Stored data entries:
=====

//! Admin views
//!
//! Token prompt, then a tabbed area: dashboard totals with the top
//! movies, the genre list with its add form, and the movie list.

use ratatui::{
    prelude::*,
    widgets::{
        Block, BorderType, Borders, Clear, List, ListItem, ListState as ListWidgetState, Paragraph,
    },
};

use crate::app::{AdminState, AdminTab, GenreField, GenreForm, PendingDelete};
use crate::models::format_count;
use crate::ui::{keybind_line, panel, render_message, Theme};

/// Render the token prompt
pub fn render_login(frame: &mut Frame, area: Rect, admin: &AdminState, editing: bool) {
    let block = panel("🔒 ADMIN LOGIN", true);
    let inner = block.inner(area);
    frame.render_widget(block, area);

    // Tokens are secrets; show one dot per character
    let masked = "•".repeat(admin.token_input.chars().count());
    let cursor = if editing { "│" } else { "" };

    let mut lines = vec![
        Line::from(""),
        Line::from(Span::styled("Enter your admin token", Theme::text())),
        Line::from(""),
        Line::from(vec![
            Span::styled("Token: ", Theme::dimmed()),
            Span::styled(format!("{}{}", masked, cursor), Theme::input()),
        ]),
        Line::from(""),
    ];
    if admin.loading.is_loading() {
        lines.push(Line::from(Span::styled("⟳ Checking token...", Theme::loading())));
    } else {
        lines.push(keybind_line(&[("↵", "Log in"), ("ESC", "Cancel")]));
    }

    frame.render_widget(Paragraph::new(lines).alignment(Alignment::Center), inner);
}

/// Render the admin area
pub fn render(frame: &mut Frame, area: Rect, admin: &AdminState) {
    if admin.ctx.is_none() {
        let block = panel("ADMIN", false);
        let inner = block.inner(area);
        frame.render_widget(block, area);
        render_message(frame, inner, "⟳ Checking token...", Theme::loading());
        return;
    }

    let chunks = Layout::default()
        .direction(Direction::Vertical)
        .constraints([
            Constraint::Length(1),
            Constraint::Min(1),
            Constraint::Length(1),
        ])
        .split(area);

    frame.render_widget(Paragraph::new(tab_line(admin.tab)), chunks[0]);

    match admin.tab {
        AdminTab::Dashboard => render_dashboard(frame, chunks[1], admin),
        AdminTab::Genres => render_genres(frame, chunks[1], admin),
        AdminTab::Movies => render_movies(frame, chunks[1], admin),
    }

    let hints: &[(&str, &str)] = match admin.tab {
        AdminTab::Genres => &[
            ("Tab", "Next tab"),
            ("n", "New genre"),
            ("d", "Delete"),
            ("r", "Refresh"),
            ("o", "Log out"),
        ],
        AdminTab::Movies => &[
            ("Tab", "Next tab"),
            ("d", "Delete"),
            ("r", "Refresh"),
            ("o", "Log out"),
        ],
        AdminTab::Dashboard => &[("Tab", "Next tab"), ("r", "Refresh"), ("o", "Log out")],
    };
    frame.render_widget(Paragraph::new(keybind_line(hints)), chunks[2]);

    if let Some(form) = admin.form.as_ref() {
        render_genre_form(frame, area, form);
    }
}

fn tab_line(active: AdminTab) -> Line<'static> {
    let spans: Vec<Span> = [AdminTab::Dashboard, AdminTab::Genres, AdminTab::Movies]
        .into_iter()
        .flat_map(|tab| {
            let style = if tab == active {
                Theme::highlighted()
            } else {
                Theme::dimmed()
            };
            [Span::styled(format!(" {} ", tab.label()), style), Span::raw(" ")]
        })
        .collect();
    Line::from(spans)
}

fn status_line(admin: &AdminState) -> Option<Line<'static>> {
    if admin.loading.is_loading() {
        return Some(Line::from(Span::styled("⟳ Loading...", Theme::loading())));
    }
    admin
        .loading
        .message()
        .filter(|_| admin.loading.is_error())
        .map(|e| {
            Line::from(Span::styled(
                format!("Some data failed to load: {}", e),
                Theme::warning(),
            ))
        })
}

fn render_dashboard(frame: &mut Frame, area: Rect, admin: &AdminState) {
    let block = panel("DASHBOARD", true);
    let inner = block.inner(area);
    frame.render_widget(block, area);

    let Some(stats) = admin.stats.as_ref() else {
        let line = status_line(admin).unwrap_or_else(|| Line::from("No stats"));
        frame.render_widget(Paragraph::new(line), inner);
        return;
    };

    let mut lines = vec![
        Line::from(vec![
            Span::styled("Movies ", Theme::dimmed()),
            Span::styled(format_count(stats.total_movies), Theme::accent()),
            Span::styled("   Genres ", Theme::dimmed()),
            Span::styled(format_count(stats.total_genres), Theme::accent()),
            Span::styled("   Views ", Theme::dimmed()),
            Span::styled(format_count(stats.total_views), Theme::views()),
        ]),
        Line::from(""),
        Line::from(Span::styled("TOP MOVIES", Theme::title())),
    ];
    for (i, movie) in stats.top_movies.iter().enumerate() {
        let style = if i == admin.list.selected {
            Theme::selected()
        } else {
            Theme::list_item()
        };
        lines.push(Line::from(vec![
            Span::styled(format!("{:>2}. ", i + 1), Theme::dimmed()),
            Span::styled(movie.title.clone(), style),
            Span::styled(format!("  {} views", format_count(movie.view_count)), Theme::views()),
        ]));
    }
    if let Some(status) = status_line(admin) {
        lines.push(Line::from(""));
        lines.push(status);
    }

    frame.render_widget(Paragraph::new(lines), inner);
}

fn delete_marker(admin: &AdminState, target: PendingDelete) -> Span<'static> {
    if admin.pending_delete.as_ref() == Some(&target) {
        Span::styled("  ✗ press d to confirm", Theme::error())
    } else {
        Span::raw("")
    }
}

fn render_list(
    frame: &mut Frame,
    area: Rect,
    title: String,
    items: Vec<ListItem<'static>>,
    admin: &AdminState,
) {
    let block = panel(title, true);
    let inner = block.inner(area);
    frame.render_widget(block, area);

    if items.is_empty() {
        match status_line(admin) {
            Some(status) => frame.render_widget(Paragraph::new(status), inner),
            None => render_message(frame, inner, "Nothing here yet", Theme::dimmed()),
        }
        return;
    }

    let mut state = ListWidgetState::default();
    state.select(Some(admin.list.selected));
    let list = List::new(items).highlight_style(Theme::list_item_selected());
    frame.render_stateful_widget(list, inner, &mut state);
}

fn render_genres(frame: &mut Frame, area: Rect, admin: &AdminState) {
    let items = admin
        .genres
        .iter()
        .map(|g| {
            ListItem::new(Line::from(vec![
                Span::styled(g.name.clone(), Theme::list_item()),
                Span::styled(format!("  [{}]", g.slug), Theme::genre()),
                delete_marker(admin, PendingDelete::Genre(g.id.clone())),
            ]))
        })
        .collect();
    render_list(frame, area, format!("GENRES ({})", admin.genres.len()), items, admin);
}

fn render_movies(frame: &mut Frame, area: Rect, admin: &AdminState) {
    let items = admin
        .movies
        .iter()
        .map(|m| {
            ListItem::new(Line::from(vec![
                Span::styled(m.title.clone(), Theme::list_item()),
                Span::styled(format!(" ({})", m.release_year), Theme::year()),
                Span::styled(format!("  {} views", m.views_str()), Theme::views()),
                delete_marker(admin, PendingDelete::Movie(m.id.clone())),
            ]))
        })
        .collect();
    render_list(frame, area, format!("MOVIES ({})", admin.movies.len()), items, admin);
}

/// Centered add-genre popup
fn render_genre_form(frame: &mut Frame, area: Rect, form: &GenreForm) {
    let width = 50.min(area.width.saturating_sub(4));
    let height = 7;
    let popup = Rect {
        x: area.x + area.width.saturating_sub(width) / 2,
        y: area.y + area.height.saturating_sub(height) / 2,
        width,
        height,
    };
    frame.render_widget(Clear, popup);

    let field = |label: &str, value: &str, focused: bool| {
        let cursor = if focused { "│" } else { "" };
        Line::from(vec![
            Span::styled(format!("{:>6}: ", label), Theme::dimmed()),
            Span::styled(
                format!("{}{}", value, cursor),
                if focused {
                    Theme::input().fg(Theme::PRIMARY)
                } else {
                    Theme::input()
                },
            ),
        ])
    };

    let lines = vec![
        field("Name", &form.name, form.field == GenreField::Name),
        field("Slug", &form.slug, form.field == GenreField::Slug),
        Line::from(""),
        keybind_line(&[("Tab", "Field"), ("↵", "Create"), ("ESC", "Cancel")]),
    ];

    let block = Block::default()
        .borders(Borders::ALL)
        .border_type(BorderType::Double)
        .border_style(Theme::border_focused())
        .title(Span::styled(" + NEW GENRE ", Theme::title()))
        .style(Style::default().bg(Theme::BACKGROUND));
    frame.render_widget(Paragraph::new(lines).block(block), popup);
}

=====

__Task directions__
Please say how many lines in the records above contain the string "Borders", giving no other words.

__Completed exercise__
2